----- Data for this exercise

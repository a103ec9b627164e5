//! Error types and handling for the trip prompt service

use thiserror::Error;

use crate::validation::PreferenceReport;

/// Outcome of a failed trip request, one variant per pipeline stage
#[derive(Error, Debug)]
pub enum PipelineError {
    /// Request body could not be turned into a `TripRequest`
    #[error("Malformed request: {message}")]
    MalformedRequest { message: String },

    /// No stored profile for the requested user
    #[error("User {user_id} not found")]
    UserNotFound { user_id: u64 },

    /// Address did not resolve to a place inside the supported country
    #[error("Location is not inside {country}")]
    LocationInvalid { country: String },

    /// Profile carries labels outside the reference catalogs
    #[error("Invalid preferences: {0}")]
    InvalidPreferences(PreferenceReport),

    /// At least one hobby has no known location, or the directory failed
    #[error("Hobby enrichment failed (missing: {missing:?})")]
    HobbyEnrichmentFailed { missing: Vec<String> },

    /// The composer refused to render the trip
    #[error("Prompt composition failed: {reason}")]
    CompositionFailed { reason: String },

    /// Profile store, geocoder or generator could not be reached
    #[error("{service} unavailable: {message}")]
    UpstreamUnavailable {
        service: &'static str,
        message: String,
    },
}

impl PipelineError {
    pub fn malformed<S: Into<String>>(message: S) -> Self {
        Self::MalformedRequest {
            message: message.into(),
        }
    }

    pub fn upstream<S: Into<String>>(service: &'static str, message: S) -> Self {
        Self::UpstreamUnavailable {
            service,
            message: message.into(),
        }
    }

    /// Short summary suitable for the `message` field of a failure response
    #[must_use]
    pub fn user_message(&self) -> String {
        match self {
            PipelineError::MalformedRequest { message } => format!("Invalid request: {message}"),
            PipelineError::UserNotFound { user_id } => {
                format!("User with ID {user_id} not found.")
            }
            PipelineError::LocationInvalid { country } => {
                format!("Location validation failed. The location must be in {country}.")
            }
            PipelineError::InvalidPreferences(report) => format!(
                "Validation of dietary restrictions or accessibilities failed: {report}"
            ),
            PipelineError::HobbyEnrichmentFailed { missing } if missing.is_empty() => {
                "Could not look up locations for the user's hobbies.".to_string()
            }
            PipelineError::HobbyEnrichmentFailed { missing } => {
                format!("No known locations for hobbies: {}", missing.join(", "))
            }
            PipelineError::CompositionFailed { .. } => {
                "Could not generate prompt due to missing or invalid data.".to_string()
            }
            PipelineError::UpstreamUnavailable { .. } => {
                "An upstream service is unavailable. Please try again later.".to_string()
            }
        }
    }
}

/// Failures of the profile store or hobby directory backends
#[derive(Error, Debug)]
pub enum StorageError {
    #[error("Storage backend error: {0}")]
    Backend(#[from] fjall::Error),

    #[error("Record encoding error: {0}")]
    Encoding(#[from] postcard::Error),

    #[error("Storage task failed: {0}")]
    Task(#[from] tokio::task::JoinError),

    #[error("Corrupt record '{key}': {message}")]
    Corrupt { key: String, message: String },

    #[error("Invalid label '{label}': {message}")]
    InvalidLabel { label: String, message: String },
}

impl StorageError {
    pub fn corrupt<K: Into<String>, S: Into<String>>(key: K, message: S) -> Self {
        Self::Corrupt {
            key: key.into(),
            message: message.into(),
        }
    }
}

/// Failures talking to the geocoding or text generation providers
#[derive(Error, Debug)]
pub enum UpstreamError {
    #[error("Request failed: {0}")]
    Transport(#[from] reqwest_middleware::Error),

    #[error("Invalid response body: {0}")]
    Decode(#[from] reqwest::Error),

    #[error("Unexpected HTTP status {0}")]
    Status(reqwest::StatusCode),

    #[error("Provider reported '{status}'{}", .message.as_deref().map(|m| format!(": {m}")).unwrap_or_default())]
    Provider {
        status: String,
        message: Option<String>,
    },

    #[error("Response is missing '{0}'")]
    MissingField(&'static str),
}

/// Invalid configuration values
#[derive(Error, Debug)]
#[error("Configuration error: {message}")]
pub struct ConfigError {
    pub message: String,
}

impl ConfigError {
    pub fn new<S: Into<String>>(message: S) -> Self {
        Self {
            message: message.into(),
        }
    }
}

----------

**The problem**
Filter the listing above by the word "body"; copy each line that passes.

**Exercise answer**
    /// Request body could not be turned into a `TripRequest`
    #[error("Invalid response body: {0}")]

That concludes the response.